This course is designed to introduce students to Natural Language Processing (NLP) and its applications in academic research, data science, and industry. Students will learn how to use natural language processing techniques to gain a deeper understanding of a research question and/or topic.
- Integrated Science Center, room 1280. Tuesdays (T) and Thursdays (Th) 5:00 - 6:20
- See course in Blackboard
- email: jmtucker02@wm.edu
- website: https://jamesmtucker.com
- Office hours by appointment only
This course is language agnostic. You can submit your homework and project in whatever programming language you prefer. In class lectures, we will use Python, R, or Mojo for the most part.
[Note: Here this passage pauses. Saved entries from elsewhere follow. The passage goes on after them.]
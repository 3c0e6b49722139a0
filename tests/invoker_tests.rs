use futures::FutureExt;
use resilience::{
    BatchOptions, CircuitBreakerConfig, CircuitState, ErrorCategory, ErrorKind, InvokeContext,
    InvokeOptions, Invoker, ResilienceError, Result, RetryPolicy, Severity,
};
use std::sync::atomic::{AtomicU32, Ordering};
use std::sync::{Arc, Mutex};
use std::time::Duration;

fn quick_invoker() -> Invoker {
    Invoker::default().with_retry_policy(
        RetryPolicy::default()
            .with_base_delay(Duration::from_millis(5))
            .with_max_delay(Duration::from_millis(20))
            .with_jitter(false),
    )
}

#[tokio::test]
async fn test_transient_failures_then_success() {
    // Operation fails twice with ECONNRESET, then succeeds
    let invoker = quick_invoker();
    let ctx = InvokeContext::new("chat-completion").with_request_id("req-1");

    let attempts = Arc::new(AtomicU32::new(0));
    let attempts_clone = attempts.clone();

    let seen: Arc<Mutex<Vec<u32>>> = Arc::new(Mutex::new(Vec::new()));
    let seen_clone = seen.clone();

    let options = InvokeOptions::default()
        .with_retries(3)
        .with_on_retry(Arc::new(move |attempt, _err| {
            seen_clone.lock().unwrap().push(attempt);
        }));

    let result = invoker
        .invoke(
            move || {
                let attempts = attempts_clone.clone();
                async move {
                    let n = attempts.fetch_add(1, Ordering::SeqCst);
                    if n < 2 {
                        Err(ResilienceError::from_message("read ECONNRESET"))
                    } else {
                        Ok("hello".to_string())
                    }
                }
            },
            &ctx,
            options,
        )
        .await;

    assert_eq!(result.unwrap(), "hello");
    assert_eq!(attempts.load(Ordering::SeqCst), 3);
    assert_eq!(*seen.lock().unwrap(), vec![1, 2]);
}

#[tokio::test]
async fn test_fallback_result_on_exhaustion() {
    let invoker = quick_invoker();
    let ctx = InvokeContext::new("chat-completion");

    let options = InvokeOptions::default()
        .with_retries(2)
        .with_fallback(Arc::new(|| {
            async { Ok("cached reply".to_string()) }.boxed()
        }));

    let result = invoker
        .invoke(
            || async { Err(ResilienceError::upstream(ErrorKind::Unavailable, "503")) },
            &ctx,
            options,
        )
        .await;

    assert_eq!(result.unwrap(), "cached reply");
}

#[tokio::test]
async fn test_failing_fallback_surfaces_original_error() {
    let invoker = quick_invoker();
    let ctx = InvokeContext::new("chat-completion");

    let options: InvokeOptions<String> = InvokeOptions::default()
        .with_retries(2)
        .with_fallback(Arc::new(|| {
            async { Err(ResilienceError::from_message("fallback store offline")) }.boxed()
        }));

    let result = invoker
        .invoke(
            || async {
                Err(ResilienceError::upstream(
                    ErrorKind::Unavailable,
                    "503 from upstream",
                ))
            },
            &ctx,
            options,
        )
        .await;

    // Root cause is the upstream error, not the fallback's
    match result {
        Err(ResilienceError::Upstream { kind, message }) => {
            assert_eq!(kind, ErrorKind::Unavailable);
            assert!(message.contains("upstream"));
        }
        other => panic!("expected original upstream error, got {other:?}"),
    }
}

#[tokio::test]
async fn test_open_circuit_takes_fallback_path() {
    let invoker = quick_invoker();
    let ctx = InvokeContext::new("chat-completion");

    let breaker_config = CircuitBreakerConfig {
        failure_threshold: 2,
        reset_timeout_secs: 3600,
        ..Default::default()
    };

    // Trip the breaker with non-retryable failures
    for _ in 0..2 {
        let options: InvokeOptions<String> = InvokeOptions::default()
            .with_retries(1)
            .with_breaker_config(breaker_config.clone());
        let _ = invoker
            .invoke(
                || async { Err(ResilienceError::Validation("garbage response".to_string())) },
                &ctx,
                options,
            )
            .await;
    }
    assert_eq!(
        invoker.circuit_status("op:chat-completion").await,
        Some(CircuitState::Open)
    );

    // Short-circuited call still produces the fallback's result
    let ran = Arc::new(AtomicU32::new(0));
    let ran_clone = ran.clone();
    let options = InvokeOptions::default()
        .with_retries(3)
        .with_fallback(Arc::new(|| async { Ok("degraded".to_string()) }.boxed()));

    let result = invoker
        .invoke(
            move || {
                let ran = ran_clone.clone();
                async move {
                    ran.fetch_add(1, Ordering::SeqCst);
                    Ok("live".to_string())
                }
            },
            &ctx,
            options,
        )
        .await;

    assert_eq!(result.unwrap(), "degraded");
    assert_eq!(ran.load(Ordering::SeqCst), 0);

    // Admin reset restores the live path
    invoker.reset_circuit("op:chat-completion").await;
    let result = invoker
        .invoke(
            || async { Ok("live".to_string()) },
            &ctx,
            InvokeOptions::default(),
        )
        .await;
    assert_eq!(result.unwrap(), "live");
}

#[tokio::test]
async fn test_per_attempt_timeout_is_retried() {
    let invoker = quick_invoker();
    let ctx = InvokeContext::new("slow-api");

    let attempts = Arc::new(AtomicU32::new(0));
    let attempts_clone = attempts.clone();

    let options: InvokeOptions<String> = InvokeOptions::default()
        .with_retries(2)
        .with_timeout(Duration::from_millis(20));

    let result = invoker
        .invoke(
            move || {
                let attempts = attempts_clone.clone();
                async move {
                    attempts.fetch_add(1, Ordering::SeqCst);
                    tokio::time::sleep(Duration::from_secs(5)).await;
                    Ok("too late".to_string())
                }
            },
            &ctx,
            options,
        )
        .await;

    assert!(matches!(result, Err(ResilienceError::Timeout { .. })));
    assert_eq!(attempts.load(Ordering::SeqCst), 2);
}

#[tokio::test]
async fn test_retry_attempts_and_terminal_failure_reported() {
    let invoker = quick_invoker();
    let ctx = InvokeContext::new("medical-records").with_user_id("patient-7");

    let result: Result<()> = invoker
        .invoke(
            || async { Err(ResilienceError::from_message("connection reset by peer")) },
            &ctx,
            InvokeOptions::default().with_retries(3),
        )
        .await;
    assert!(result.is_err());

    // Spawned retry-attempt records may lag the terminal record briefly
    tokio::time::sleep(Duration::from_millis(50)).await;

    let errors = invoker.recent_errors(Some("medical-records"), None).await;

    let retries: Vec<_> = errors
        .iter()
        .filter(|r| r.category == ErrorCategory::RetryAttempt)
        .collect();
    assert_eq!(retries.len(), 2);
    assert!(retries.iter().all(|r| r.severity == Severity::Medium));
    assert!(retries
        .iter()
        .all(|r| r.user_id.as_deref() == Some("patient-7")));

    let terminal: Vec<_> = errors
        .iter()
        .filter(|r| r.category == ErrorCategory::RetryExhausted)
        .collect();
    assert_eq!(terminal.len(), 1);
    assert_eq!(terminal[0].severity, Severity::High);
    assert_eq!(terminal[0].kind, ErrorKind::Connection);
    assert_eq!(terminal[0].attempt, Some(3));
}

#[tokio::test]
async fn test_custom_matcher_extends_retryable_set() {
    let invoker = quick_invoker();
    let ctx = InvokeContext::new("image-gen");

    let attempts = Arc::new(AtomicU32::new(0));
    let attempts_clone = attempts.clone();

    let options: InvokeOptions<()> = InvokeOptions::default()
        .with_retries(3)
        .with_retryable_matchers(vec!["model warming up".to_string()]);

    let result = invoker
        .invoke(
            move || {
                let attempts = attempts_clone.clone();
                async move {
                    attempts.fetch_add(1, Ordering::SeqCst);
                    Err(ResilienceError::upstream(
                        ErrorKind::Other,
                        "Model Warming Up, try again",
                    ))
                }
            },
            &ctx,
            options,
        )
        .await;

    assert!(result.is_err());
    assert_eq!(attempts.load(Ordering::SeqCst), 3);
}

#[tokio::test]
async fn test_batch_of_resilient_calls() {
    let invoker = Arc::new(quick_invoker());

    let mut calls = Vec::new();
    for i in 0..6u32 {
        let invoker = invoker.clone();
        calls.push(
            async move {
                let ctx = InvokeContext::new("reminder-email");
                invoker
                    .invoke(
                        move || async move {
                            if i == 4 {
                                Err(ResilienceError::Validation("bad template".to_string()))
                            } else {
                                Ok(i)
                            }
                        },
                        &ctx,
                        InvokeOptions::default().with_retries(1),
                    )
                    .await
            }
            .boxed(),
        );
    }

    let outcomes = invoker
        .invoke_batch(calls, BatchOptions::default().with_concurrency(3))
        .await
        .unwrap();

    assert_eq!(outcomes.len(), 6);
    assert_eq!(outcomes.iter().filter(|o| o.is_success()).count(), 5);
}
Students are encouraged to utilize generative AI tools when they are stuck on implementing code or ideating on topics for projects. If you copy code from a generative AI tool, like ChatGPT or GitHub CoPilot, please provide a comment in your programming language's comment syntax that you resourced a tool to solve your problem. If you resourced Stack Overflow or another source, please footnote your sources accordingly.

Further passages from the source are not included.